Apa jadinya kalau kalian menemukan serangga raksasa ketika sedang berada di suatu tempat, Buzztie?
Di Arkansas, Amerika Serikat (AS), Seekor serangga langka yang ditemukan dan disebut menjadi bukti belum punahnya makhluk zaman Jurassic.
Seekor serangga yang ditemukan di sisi sebuah toko besar di Fayetteville, Arkansas, ini sudah diidentifikasi sebagai spesies Polystoechotes punctata. Spesies ini merupakan bagian dari keluarga serangga di zaman dinosaurus.
Pennsylvania State University Insect Identification Laboratory Director Michael Skvarla saw these Jurassic-era creatures known as giant lacewings while shopping in 2012 when he was an entomology doctoral student at the University of Arkansas.
“Saya mengingatnya dengan jelas, karena saya sedang berjalan ke Walmart untuk membeli susu dan saya melihat serangga besar ini di sisi gedung,” kata Skvarla dalam sebuah pernyataan.
“Saya pikir itu terlihat menarik, jadi saya menaruhnya di tangan saya dan melakukan sisa belanja saya dengan itu di antara jari-jari saya.
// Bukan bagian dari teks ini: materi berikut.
//! Compile, solve and materialize cohorts stage by stage.
//!
//! Each stage owns a set of cohorts and reads the snapshot produced by the
//! stage before it; cohorts solved earlier are plain fixed data to later
//! stages. A stage that ends infeasible or unknown leaves the snapshot as
//! it was and the next stage still runs.

use crate::constraints;
use crate::cp::{CpSolver, SolverConfig, SolverStatus};
use crate::data::{Config, PassReport, Timetable};
use crate::encoder::{self, Encoding};
use crate::error::{ConfigError, PassError};
use crate::index::TimetableIndex;
use crate::materialize::{self, Written};
use crate::registry::Registry;
use log::{info, warn};
use std::fmt;
use std::time::Instant;
use thiserror::Error;

/// A model ready for the solver, with the tables needed to decode it.
#[derive(Debug)]
pub struct CompiledPass {
    pub registry: Registry,
    pub encoding: Encoding,
}

/// Validates, presolves and builds the model for `sections`.
pub fn compile_pass(
    config: &Config,
    timetable: &Timetable,
    sections: &[String],
) -> Result<CompiledPass, PassError> {
    config.validate_pass(sections)?;
    let index = TimetableIndex::build(config, timetable)?;
    index.require_rows(sections)?;
    for section in sections {
        let open = index.check_slot_budget(section)?;
        index.check_lab_budget(section)?;
        info!("{section}: {open} open theory cells match the weekly budget");
    }

    let registry = Registry::build(config, timetable, sections);
    let mut encoding = encoder::encode(config, &index, &registry, sections)?;
    constraints::generate(&mut encoding, config, &index, &registry);
    info!(
        "Model `{}`: {} variables, {} constraints {:?}",
        encoding.model.name,
        encoding.model.var_count(),
        encoding.model.constraint_count(),
        encoding.model.summary()
    );
    Ok(CompiledPass { registry, encoding })
}

#[derive(Debug, Clone, PartialEq, Eq)]
pub enum PassOutcome {
    Solved(Written),
    Infeasible,
    /// Time budget exhausted or the solver gave up.
    Unknown,
}

impl fmt::Display for PassOutcome {
    fn fmt(&self, f: &mut fmt::Formatter<'_>) -> fmt::Result {
        match self {
            PassOutcome::Solved(_) => write!(f, "solved"),
            PassOutcome::Infeasible => write!(f, "infeasible"),
            PassOutcome::Unknown => write!(f, "unknown"),
        }
    }
}

/// The result of one pass. `timetable` is present only when solved.
#[derive(Debug)]
pub struct PassResult {
    pub outcome: PassOutcome,
    pub timetable: Option<Timetable>,
}

/// Runs one complete compile-solve-materialize cycle.
pub fn solve_pass<S: CpSolver>(
    solver: &S,
    config: &Config,
    timetable: &Timetable,
    sections: &[String],
) -> Result<PassResult, PassError> {
    let compiled = compile_pass(config, timetable, sections)?;
    let model = &compiled.encoding.model;
    let solver_config = SolverConfig::with_time_limit(config.settings.solver_timeout_seconds);
    let solution = solver.solve(model, &solver_config);
    info!("Solver finished with {:?} in {:.2?}", solution.status, solution.elapsed);

    match (solution.status, solution.assignment) {
        (SolverStatus::Optimal | SolverStatus::Feasible, Some(assignment)) => {
            let (out, written) = materialize::materialize(
                &compiled.encoding,
                &assignment,
                config,
                &compiled.registry,
                timetable,
            )?;
            Ok(PassResult {
                outcome: PassOutcome::Solved(written),
                timetable: Some(out),
            })
        }
        (SolverStatus::Infeasible, _) => {
            warn!("No valid timetable exists for {sections:?}; relax the fixed data and retry");
            Ok(PassResult {
                outcome: PassOutcome::Infeasible,
                timetable: None,
            })
        }
        (SolverStatus::ModelInvalid, _) => {
            Err(PassError::Model(model.validate().err().unwrap_or_default()))
        }
        _ => {
            warn!("Solver stopped without a solution for {sections:?}");
            Ok(PassResult {
                outcome: PassOutcome::Unknown,
                timetable: None,
            })
        }
    }
}

/// One step of the pipeline: a name and the cohorts it owns.
#[derive(Debug, Clone, PartialEq, Eq)]
pub struct Stage {
    pub name: String,
    pub sections: Vec<String>,
}

impl Stage {
    pub fn new(name: impl Into<String>, sections: Vec<String>) -> Self {
        Self {
            name: name.into(),
            sections,
        }
    }
}

/// The timetable threaded from stage to stage.
#[derive(Debug, Clone, PartialEq)]
pub struct Snapshot {
    pub timetable: Timetable,
    /// Number of stages that have written into this snapshot.
    pub generation: usize,
    pub produced_by: Option<String>,
}

impl Snapshot {
    pub fn new(timetable: Timetable) -> Self {
        Self {
            timetable,
            generation: 0,
            produced_by: None,
        }
    }
}

/// A stage stopped the run with an error. `snapshot` and `reports` hold
/// what the stages before it produced.
#[derive(Debug, Error)]
#[error("stage `{stage}` failed: {source}")]
pub struct StageError {
    pub stage: String,
    pub snapshot: Snapshot,
    pub reports: Vec<PassReport>,
    pub source: PassError,
}

pub struct Pipeline<S> {
    solver: S,
    stages: Vec<Stage>,
}

impl<S: CpSolver> Pipeline<S> {
    pub fn new(solver: S, stages: Vec<Stage>) -> Self {
        Self { solver, stages }
    }

    /// The configured passes, or a single stage over every section.
    pub fn from_config(solver: S, config: &Config) -> Result<Self, ConfigError> {
        let mut stages: Vec<Stage> = config
            .passes()?
            .into_iter()
            .map(|p| Stage::new(p.name, p.sections))
            .collect();
        if stages.is_empty() {
            stages.push(Stage::new("all", config.sections.clone()));
        }
        Ok(Self::new(solver, stages))
    }

    #[cfg(test)]
    pub fn stages(&self) -> &[Stage] {
        &self.stages
    }

    /// Runs every stage in order. Errors abort the run but hand back the
    /// snapshot reached so far; solver outcomes do not abort.
    pub fn run(
        &self,
        config: &Config,
        mut snapshot: Snapshot,
    ) -> Result<(Snapshot, Vec<PassReport>), StageError> {
        let mut reports = Vec::with_capacity(self.stages.len());
        for stage in &self.stages {
            info!(
                "Stage `{}` on {:?} (generation {})",
                stage.name, stage.sections, snapshot.generation
            );
            let start_time = Instant::now();
            let attempt = solve_pass(&self.solver, config, &snapshot.timetable, &stage.sections);
            let result = match attempt {
                Ok(result) => result,
                Err(source) => {
                    return Err(StageError {
                        stage: stage.name.clone(),
                        snapshot,
                        reports,
                        source,
                    });
                }
            };

            let written = match &result.outcome {
                PassOutcome::Solved(w) => *w,
                _ => Written::default(),
            };
            let report = PassReport {
                stage: stage.name.clone(),
                sections: stage.sections.clone(),
                outcome: result.outcome.to_string(),
                theory_cells_written: written.theory_cells,
                lab_blocks_written: written.lab_blocks,
                elapsed_ms: start_time.elapsed().as_millis(),
            };
            info!("{report}");
            reports.push(report);

            if let Some(timetable) = result.timetable {
                snapshot = Snapshot {
                    timetable,
                    generation: snapshot.generation + 1,
                    produced_by: Some(stage.name.clone()),
                };
            }
        }
        Ok((snapshot, reports))
    }
}
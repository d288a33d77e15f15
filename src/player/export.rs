//! Playlist export - drives `ExportPlaylist` over every known playlist.
//!
//! A `NoReply` failure restarts the player and moves on to the next
//! playlist; the failed one is not retried in the same run. Any other
//! failure stops the phase immediately.

use crate::config::{ExportSettings, PlaylistFormat};
use crate::error::PlayerError;
use crate::player::PlayerControl;
use std::path::Path;
use std::thread;
use tracing::{debug, error, info, warn};

/// A playlist as enumerated by the player plus the file it exports to.
#[derive(Debug, Clone, PartialEq, Eq)]
pub struct PlaylistDescriptor {
    pub name: String,
    pub file_name: String,
}

impl PlaylistDescriptor {
    /// Characters other than word characters and whitespace become `_`.
    pub fn new(name: &str, format: PlaylistFormat) -> Self {
        let stem: String = name
            .chars()
            .map(|c| {
                if c.is_alphanumeric() || c == '_' || c.is_whitespace() {
                    c
                } else {
                    '_'
                }
            })
            .collect();
        Self {
            name: name.to_string(),
            file_name: format!("{}.{}", stem, format.extension()),
        }
    }

    pub fn destination_uri(&self, workspace: &Path) -> String {
        format!("file://{}", workspace.join(&self.file_name).display())
    }
}

#[derive(Debug, Clone, PartialEq, Eq)]
pub enum ExportOutcome {
    Succeeded,
    SkippedByPolicy,
    FailedTransient(PlayerError),
    FailedFatal(PlayerError),
}

/// Per-playlist outcomes of one export phase, in attempt order.
#[derive(Debug, Clone, Default)]
pub struct ExportReport {
    pub entries: Vec<(PlaylistDescriptor, ExportOutcome)>,
    /// Whether a fatal failure stopped the phase early.
    pub halted: bool,
}

impl ExportReport {
    fn count(&self, pred: impl Fn(&ExportOutcome) -> bool) -> usize {
        self.entries.iter().filter(|(_, o)| pred(o)).count()
    }

    pub fn succeeded(&self) -> usize {
        self.count(|o| matches!(o, ExportOutcome::Succeeded))
    }

    pub fn skipped(&self) -> usize {
        self.count(|o| matches!(o, ExportOutcome::SkippedByPolicy))
    }

    pub fn failed(&self) -> usize {
        self.count(|o| {
            matches!(
                o,
                ExportOutcome::FailedTransient(_) | ExportOutcome::FailedFatal(_)
            )
        })
    }
}

/// Export every non-skipped playlist into `workspace`.
///
/// Only a failure to enumerate playlists is returned as `Err`; per-playlist
/// failures end up in the report.
pub fn export_playlists(
    player: &mut dyn PlayerControl,
    workspace: &Path,
    settings: &ExportSettings,
) -> Result<ExportReport, PlayerError> {
    info!("[Export] Exporting playlists...");
    let as_m3u = settings.format.is_m3u();
    debug!("[Export] as_m3u: {}", as_m3u);

    let names = player.list_playlists()?;
    let mut report = ExportReport::default();

    for name in names {
        let descriptor = PlaylistDescriptor::new(&name, settings.format);

        if settings.skip_playlists.contains(&name) {
            debug!("[Export] Skipping '{}'", name);
            report.entries.push((descriptor, ExportOutcome::SkippedByPolicy));
            continue;
        }

        let uri = descriptor.destination_uri(workspace);
        info!("[Export] Exporting '{}' to '{}'", name, descriptor.file_name);
        debug!("[Export] URI: {}", uri);

        match player.export_playlist(&name, &uri, as_m3u) {
            Ok(()) => report.entries.push((descriptor, ExportOutcome::Succeeded)),
            Err(err) if err.is_transient() => {
                error!("[Export] Failed to export playlist '{}': {}", name, err);
                error!("[Export] Perhaps it was empty? Restarting Rhythmbox...");
                recover(player, settings);
                report
                    .entries
                    .push((descriptor, ExportOutcome::FailedTransient(err)));
            }
            Err(err) => {
                error!("[Export] Failed to export playlist '{}': {}", name, err);
                error!("[Export] Stopping export, remaining playlists are not attempted");
                report.entries.push((descriptor, ExportOutcome::FailedFatal(err)));
                report.halted = true;
                break;
            }
        }
    }

    info!(
        "[Export] {} exported, {} skipped, {} failed",
        report.succeeded(),
        report.skipped(),
        report.failed()
    );
    Ok(report)
}

fn recover(player: &mut dyn PlayerControl, settings: &ExportSettings) {
    player.ensure_running();
    info!(
        "[Export] Pausing {:?} for Rhythmbox initialization",
        settings.startup_wait
    );
    thread::sleep(settings.startup_wait);
    if let Err(err) = player.reconnect() {
        warn!("[Export] Cannot reach the playlist manager again: {}", err);
    }
}

#[cfg(test)]
mod tests {
    use super::*;
    use crate::player::ScriptedPlayer;
    use std::time::Duration;

    fn settings(skip: &[&str]) -> ExportSettings {
        ExportSettings {
            format: PlaylistFormat::M3u,
            skip_playlists: skip.iter().map(|s| s.to_string()).collect(),
            startup_wait: Duration::ZERO,
            shutdown_wait: Duration::ZERO,
        }
    }

    fn no_reply() -> PlayerError {
        PlayerError::rpc("org.freedesktop.DBus.Error.NoReply", "Did not receive a reply")
    }

    #[test]
    fn test_descriptor_file_name() {
        let d = PlaylistDescriptor::new("Rock & Roll: 70's", PlaylistFormat::M3u);
        assert_eq!(d.file_name, "Rock _ Roll_ 70_s.m3u");
        let d = PlaylistDescriptor::new("Café_Mix 2", PlaylistFormat::M3u);
        assert_eq!(d.file_name, "Café_Mix 2.m3u");
    }

    #[test]
    fn test_destination_uri() {
        let d = PlaylistDescriptor::new("Road Trip", PlaylistFormat::M3u);
        assert_eq!(
            d.destination_uri(Path::new("/tmp/rhythmbox_sync")),
            "file:///tmp/rhythmbox_sync/Road Trip.m3u"
        );
    }

    #[test]
    fn test_skip_list_is_honored() {
        let mut player = ScriptedPlayer::new(["A", "Recently Added", "B"]);
        let report =
            export_playlists(&mut player, Path::new("/tmp/ws"), &settings(&["Recently Added"]))
                .unwrap();

        assert_eq!(player.exported_names(), vec!["A", "B"]);
        assert!(player.exports.iter().all(|(_, _, m3u)| *m3u));
        assert_eq!(report.succeeded(), 2);
        assert_eq!(report.skipped(), 1);
        assert!(!report.halted);
    }

    #[test]
    fn test_no_reply_recovers_and_continues() {
        let mut player = ScriptedPlayer::new(["A", "B"]).fail_next("A", no_reply());
        let report = export_playlists(&mut player, Path::new("/tmp/ws"), &settings(&[])).unwrap();

        assert_eq!(player.exported_names(), vec!["A", "B"]);
        assert_eq!(player.ensure_running_calls, 1);
        assert_eq!(player.reconnect_calls, 1);
        assert_eq!(report.entries.len(), 2);
        assert_eq!(report.entries[0].1, ExportOutcome::FailedTransient(no_reply()));
        assert_eq!(report.entries[1].1, ExportOutcome::Succeeded);
        assert!(!report.halted);
    }

    #[test]
    fn test_other_failure_halts_phase() {
        let fatal = PlayerError::rpc("org.gnome.Rhythmbox3.Error.Failed", "unknown playlist");
        let mut player = ScriptedPlayer::new(["A", "B"]).fail_next("A", fatal.clone());
        let report = export_playlists(&mut player, Path::new("/tmp/ws"), &settings(&[])).unwrap();

        assert_eq!(player.exported_names(), vec!["A"]);
        assert_eq!(player.ensure_running_calls, 0);
        assert_eq!(report.entries.len(), 1);
        assert_eq!(report.entries[0].0.name, "A");
        assert_eq!(report.entries[0].1, ExportOutcome::FailedFatal(fatal));
        assert!(report.halted);
    }

    #[test]
    fn test_listing_failure_is_err() {
        let mut player =
            ScriptedPlayer::new(["A"]).fail_listing(PlayerError::Unavailable("no bus".into()));
        assert!(export_playlists(&mut player, Path::new("/tmp/ws"), &settings(&[])).is_err());
        assert!(player.exports.is_empty());
    }
}
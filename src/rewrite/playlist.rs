//! Line-oriented playlist rewrite (M3U).

use crate::config::PlaylistFormat;
use crate::rewrite::RewriteStats;
use crate::translate::PathTranslator;
use anyhow::{Context, Result};
use std::fs;
use std::path::{Path, PathBuf};

const COMMENT_MARKER: char = '#';

/// Rewrite every path line; comments and blank lines pass through verbatim.
/// Line endings are preserved.
pub fn rewrite_playlist(text: &str, translator: &PathTranslator) -> (String, RewriteStats) {
    let mut out = String::with_capacity(text.len());
    let mut stats = RewriteStats::default();

    for line in text.split_inclusive('\n') {
        let body = line.trim_end_matches(['\r', '\n']);
        let ending = &line[body.len()..];

        if body.starts_with(COMMENT_MARKER) || body.trim().is_empty() {
            stats.passed_through += 1;
            out.push_str(line);
            continue;
        }

        let result = translator.translate(body);
        stats.record(&result);
        out.push_str(result.value());
        out.push_str(ending);
    }

    (out, stats)
}

/// Rewrite `src` into `out_dir`, keeping the file name.
pub fn rewrite_playlist_file(
    src: &Path,
    out_dir: &Path,
    translator: &PathTranslator,
) -> Result<(PathBuf, RewriteStats)> {
    let file_name = src
        .file_name()
        .with_context(|| format!("Not a playlist file: {}", src.display()))?;
    let text =
        fs::read_to_string(src).with_context(|| format!("Cannot read {}", src.display()))?;

    let (out, stats) = rewrite_playlist(&text, translator);
    let dst = out_dir.join(file_name);
    fs::write(&dst, out).with_context(|| format!("Cannot write {}", dst.display()))?;
    Ok((dst, stats))
}

/// Playlist files directly inside `dir` with the format's extension, sorted.
pub fn discover_playlists(dir: &Path, format: PlaylistFormat) -> Result<Vec<PathBuf>> {
    let mut found = Vec::new();
    for entry in fs::read_dir(dir).with_context(|| format!("Cannot list {}", dir.display()))? {
        let path = entry?.path();
        if path.is_file() && path.extension().is_some_and(|e| e == format.extension()) {
            found.push(path);
        }
    }
    found.sort();
    Ok(found)
}

#[cfg(test)]
mod tests {
    use super::*;
    use crate::translate::BasePathSet;
    use tempfile::TempDir;

    fn translator() -> PathTranslator {
        PathTranslator::new(BasePathSet::new(["/home/u"]).unwrap(), "/srv/media")
    }

    #[test]
    fn test_rewrite_lines() {
        let text = "#EXTM3U\n#EXTINF:215,Artist - Song\n/home/u/Music/song.mp3\n\nhttp://radio/stream\r\n/home/u/Podcasts/ep.ogg";
        let (out, stats) = rewrite_playlist(text, &translator());
        assert_eq!(
            out,
            "#EXTM3U\n#EXTINF:215,Artist - Song\n/srv/media/Music/song.mp3\n\nhttp://radio/stream\r\n/srv/media/Podcasts/ep.ogg"
        );
        assert_eq!(
            stats,
            RewriteStats {
                rewritten: 2,
                unmatched: 1,
                passed_through: 3
            }
        );
    }

    #[test]
    fn test_comment_containing_base_is_not_rewritten() {
        let (out, _) = rewrite_playlist("#EXTINF:1,/home/u/x\n", &translator());
        assert_eq!(out, "#EXTINF:1,/home/u/x\n");
    }

    #[test]
    fn test_rewrite_file_keeps_source() -> Result<()> {
        let dir = TempDir::new()?;
        let out_dir = dir.path().join("rewritten");
        fs::create_dir(&out_dir)?;
        let src = dir.path().join("Road Trip.m3u");
        fs::write(&src, "#EXTM3U\n/home/u/Music/a.mp3\n")?;

        let (dst, stats) = rewrite_playlist_file(&src, &out_dir, &translator())?;
        assert_eq!(dst, out_dir.join("Road Trip.m3u"));
        assert_eq!(fs::read_to_string(&dst)?, "#EXTM3U\n/srv/media/Music/a.mp3\n");
        assert_eq!(fs::read_to_string(&src)?, "#EXTM3U\n/home/u/Music/a.mp3\n");
        assert_eq!(stats.rewritten, 1);
        Ok(())
    }

    #[test]
    fn test_discover_only_matching_extension() -> Result<()> {
        let dir = TempDir::new()?;
        fs::write(dir.path().join("b.m3u"), "")?;
        fs::write(dir.path().join("a.m3u"), "")?;
        fs::write(dir.path().join("rhythmdb.xml"), "")?;
        fs::create_dir(dir.path().join("rewritten"))?;

        let found = discover_playlists(dir.path(), PlaylistFormat::M3u)?;
        assert_eq!(found, vec![dir.path().join("a.m3u"), dir.path().join("b.m3u")]);
        Ok(())
    }
}
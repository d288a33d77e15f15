//! Orchestrator - Runs the export and sync phases in their fixed order.
//!
//! export -> library -> media -> playlists, each behind its own switch.
//! A failing phase is logged and the next one still runs. The playlist phase
//! reads whatever `.m3u` files are in the workspace; if export was skipped
//! those are leftovers from an earlier run kept with `keep_workspace`.

use crate::config::{Settings, PLAYLISTS_FILE, RHYTHMDB_FILE};
use crate::player::{export_playlists, ExportReport, PlayerControl};
use crate::rewrite::{
    discover_playlists, rewrite_document_file, rewrite_playlist_file, DocumentKind, RewriteStats,
};
use crate::sync::{ChmodPolicy, Mirror, MirrorJob, MirrorReport, MirrorSource};
use crate::translate::PathTranslator;
use crate::workspace::ScratchWorkspace;
use anyhow::Result;
use std::fmt;
use std::thread;
use tracing::{error, info, warn};

#[derive(Debug, Clone, Copy, PartialEq, Eq)]
pub enum Phase {
    Library,
    Media,
    Playlists,
}

impl fmt::Display for Phase {
    fn fmt(&self, f: &mut fmt::Formatter<'_>) -> fmt::Result {
        f.write_str(match self {
            Self::Library => "library",
            Self::Media => "media",
            Self::Playlists => "playlists",
        })
    }
}

#[derive(Debug, Clone, PartialEq, Eq)]
pub enum MirrorStatus {
    /// Dry run: composed and logged, not executed.
    Skipped,
    Completed(MirrorReport),
    Failed(String),
}

/// One mirror invocation as planned and (maybe) performed.
#[derive(Debug, Clone)]
pub struct MirrorRecord {
    pub phase: Phase,
    pub label: String,
    pub command: Option<String>,
    pub status: MirrorStatus,
}

#[derive(Debug, Default)]
pub struct RunReport {
    pub export: Option<ExportReport>,
    pub library: Option<RewriteStats>,
    pub playlists: Option<RewriteStats>,
    pub mirrors: Vec<MirrorRecord>,
    pub workspace_removed: bool,
}

impl RunReport {
    pub fn mirror_failures(&self) -> usize {
        self.mirrors
            .iter()
            .filter(|m| matches!(m.status, MirrorStatus::Failed(_)))
            .count()
    }

    pub fn unmatched_paths(&self) -> usize {
        [self.library, self.playlists]
            .iter()
            .flatten()
            .map(|s| s.unmatched)
            .sum()
    }
}

pub struct Orchestrator<'a> {
    settings: &'a Settings,
    player: &'a mut dyn PlayerControl,
    mirror: &'a mut dyn Mirror,
    translator: PathTranslator,
}

impl<'a> Orchestrator<'a> {
    pub fn new(
        settings: &'a Settings,
        player: &'a mut dyn PlayerControl,
        mirror: &'a mut dyn Mirror,
    ) -> Self {
        Self {
            settings,
            player,
            mirror,
            translator: settings.translator(),
        }
    }

    /// Run every enabled phase, then discard the workspace unless kept.
    ///
    /// Only workspace setup and removal can fail the run itself.
    pub fn run(&mut self) -> Result<RunReport> {
        let phases = self.settings.phases;
        info!("[Sync] Using the {} mirror backend", self.mirror.name());
        let workspace = ScratchWorkspace::open(&self.settings.workspace)?;
        let mut report = RunReport::default();

        if phases.export {
            report.export = Some(self.export_phase(&workspace));
        }
        if phases.sync_library {
            report.library = Some(self.library_phase(&workspace, &mut report.mirrors));
        }
        if phases.sync_media {
            self.media_phase(&mut report.mirrors);
        }
        if phases.sync_playlists {
            report.playlists = Some(self.playlists_phase(&workspace, &mut report.mirrors));
        }

        report.workspace_removed = workspace.finish(phases.keep_workspace)?;
        info!(
            "[Sync] Done: {} mirror job(s), {} failed, {} unmatched path(s)",
            report.mirrors.len(),
            report.mirror_failures(),
            report.unmatched_paths()
        );
        Ok(report)
    }

    fn export_phase(&mut self, workspace: &ScratchWorkspace) -> ExportReport {
        let settings = self.settings;
        let export = &settings.export;
        self.player.ensure_running();
        info!(
            "[Export] Pausing {:?} for Rhythmbox initialization",
            export.startup_wait
        );
        thread::sleep(export.startup_wait);

        match export_playlists(self.player, workspace.root(), export) {
            Ok(report) => report,
            Err(err) => {
                error!("[Export] Cannot list playlists: {}", err);
                ExportReport {
                    entries: Vec::new(),
                    halted: true,
                }
            }
        }
    }

    fn library_phase(
        &mut self,
        workspace: &ScratchWorkspace,
        mirrors: &mut Vec<MirrorRecord>,
    ) -> RewriteStats {
        info!("[Sync] Syncing Rhythmbox data...");
        let settings = self.settings;
        // The database is only flushed to disk when Rhythmbox exits.
        self.player.request_quit();
        info!(
            "[Sync] Pausing {:?} for Rhythmbox shutdown",
            settings.export.shutdown_wait
        );
        thread::sleep(settings.export.shutdown_wait);

        let mut stats = RewriteStats::default();
        let mut written = Vec::new();
        for (file, kind) in [
            (RHYTHMDB_FILE, DocumentKind::Database),
            (PLAYLISTS_FILE, DocumentKind::Playlists),
        ] {
            let src = settings.library_dir.join(file);
            let dst = workspace.root().join(file);
            match rewrite_document_file(&src, &dst, kind, &self.translator) {
                Ok(doc_stats) => {
                    info!(
                        "[Rewrite] {}: {} rewritten, {} unmatched",
                        file, doc_stats.rewritten, doc_stats.unmatched
                    );
                    stats += doc_stats;
                    written.push(dst);
                }
                Err(e) => error!("[Rewrite] {:#}", e),
            }
        }

        let remote = &settings.remote;
        self.execute(
            Phase::Library,
            MirrorJob::new(
                "database",
                MirrorSource::Files(written),
                remote.library_dir.clone(),
            ),
            mirrors,
        );
        self.execute(
            Phase::Library,
            MirrorJob::new(
                "cover art",
                MirrorSource::Contents(settings.cover_art_dir.clone()),
                remote.cover_art_dir.clone(),
            ),
            mirrors,
        );
        stats
    }

    fn media_phase(&mut self, mirrors: &mut Vec<MirrorRecord>) {
        info!("[Sync] Syncing media files...");
        let settings = self.settings;
        let destination = format!("{}/", settings.remote.media_dir.trim_end_matches('/'));
        for dir in &settings.media_dirs {
            let job = MirrorJob::new(
                format!("media {}", dir.display()),
                MirrorSource::Directory(dir.clone()),
                destination.clone(),
            )
            .with_chmod(ChmodPolicy::media());
            self.execute(Phase::Media, job, mirrors);
        }
    }

    fn playlists_phase(
        &mut self,
        workspace: &ScratchWorkspace,
        mirrors: &mut Vec<MirrorRecord>,
    ) -> RewriteStats {
        info!("[Sync] Syncing playlists...");
        let settings = self.settings;
        let format = settings.export.format;
        let mut stats = RewriteStats::default();

        let rewritten_dir = match workspace.rewritten_dir() {
            Ok(dir) => dir,
            Err(e) => {
                error!("[Sync] {:#}", e);
                return stats;
            }
        };

        match discover_playlists(workspace.root(), format) {
            Ok(sources) => {
                if sources.is_empty() {
                    warn!(
                        "[Sync] No .{} files in {}",
                        format.extension(),
                        workspace.root().display()
                    );
                }
                for src in sources {
                    match rewrite_playlist_file(&src, &rewritten_dir, &self.translator) {
                        Ok((_, file_stats)) => stats += file_stats,
                        Err(e) => error!("[Rewrite] {:#}", e),
                    }
                }
            }
            Err(e) => error!("[Sync] {:#}", e),
        }

        let files = discover_playlists(&rewritten_dir, format).unwrap_or_else(|e| {
            error!("[Sync] {:#}", e);
            Vec::new()
        });
        self.execute(
            Phase::Playlists,
            MirrorJob::new(
                "playlists",
                MirrorSource::Files(files),
                settings.remote.playlists_dir.clone(),
            ),
            mirrors,
        );
        stats
    }

    fn execute(&mut self, phase: Phase, job: MirrorJob, mirrors: &mut Vec<MirrorRecord>) {
        let command = match self.mirror.describe(&job) {
            Ok(command) => command,
            Err(e) => {
                error!("[Sync] Cannot mirror {}: {}", job.label, e);
                mirrors.push(MirrorRecord {
                    phase,
                    label: job.label,
                    command: None,
                    status: MirrorStatus::Failed(e.to_string()),
                });
                return;
            }
        };

        let status = if self.settings.phases.dry_run {
            info!("[Sync] Dry run, not executing: {}", command);
            MirrorStatus::Skipped
        } else {
            match self.mirror.mirror(&job) {
                Ok(done) => {
                    info!("[Sync] Mirrored {} in {:?}", job.label, done.elapsed);
                    MirrorStatus::Completed(done)
                }
                Err(e) => {
                    error!("[Sync] Mirror of {} failed: {}", job.label, e);
                    MirrorStatus::Failed(e.to_string())
                }
            }
        };

        mirrors.push(MirrorRecord {
            phase,
            label: job.label,
            command: Some(command),
            status,
        });
    }
}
Saya sampai di rumah, menyimpannya, dan segera melupakannya selama hampir satu dekade,” tambahnya.
Skvarla awalnya salah mengenali lacewing (serangga bersayap jala transparan) sebagai antlion, serangga mirip capung yang memiliki ciri-ciri tertentu, termasuk sayap transparan yang panjang.
Tapi, setelah mempresentasikan serangga tersebut pada kursus entomologi daringnya pada 2020, dia menyadari apa yang dia miliki selama bertahun-tahun adalah sesuatu yang jauh lebih langka dan lebih mengesankan.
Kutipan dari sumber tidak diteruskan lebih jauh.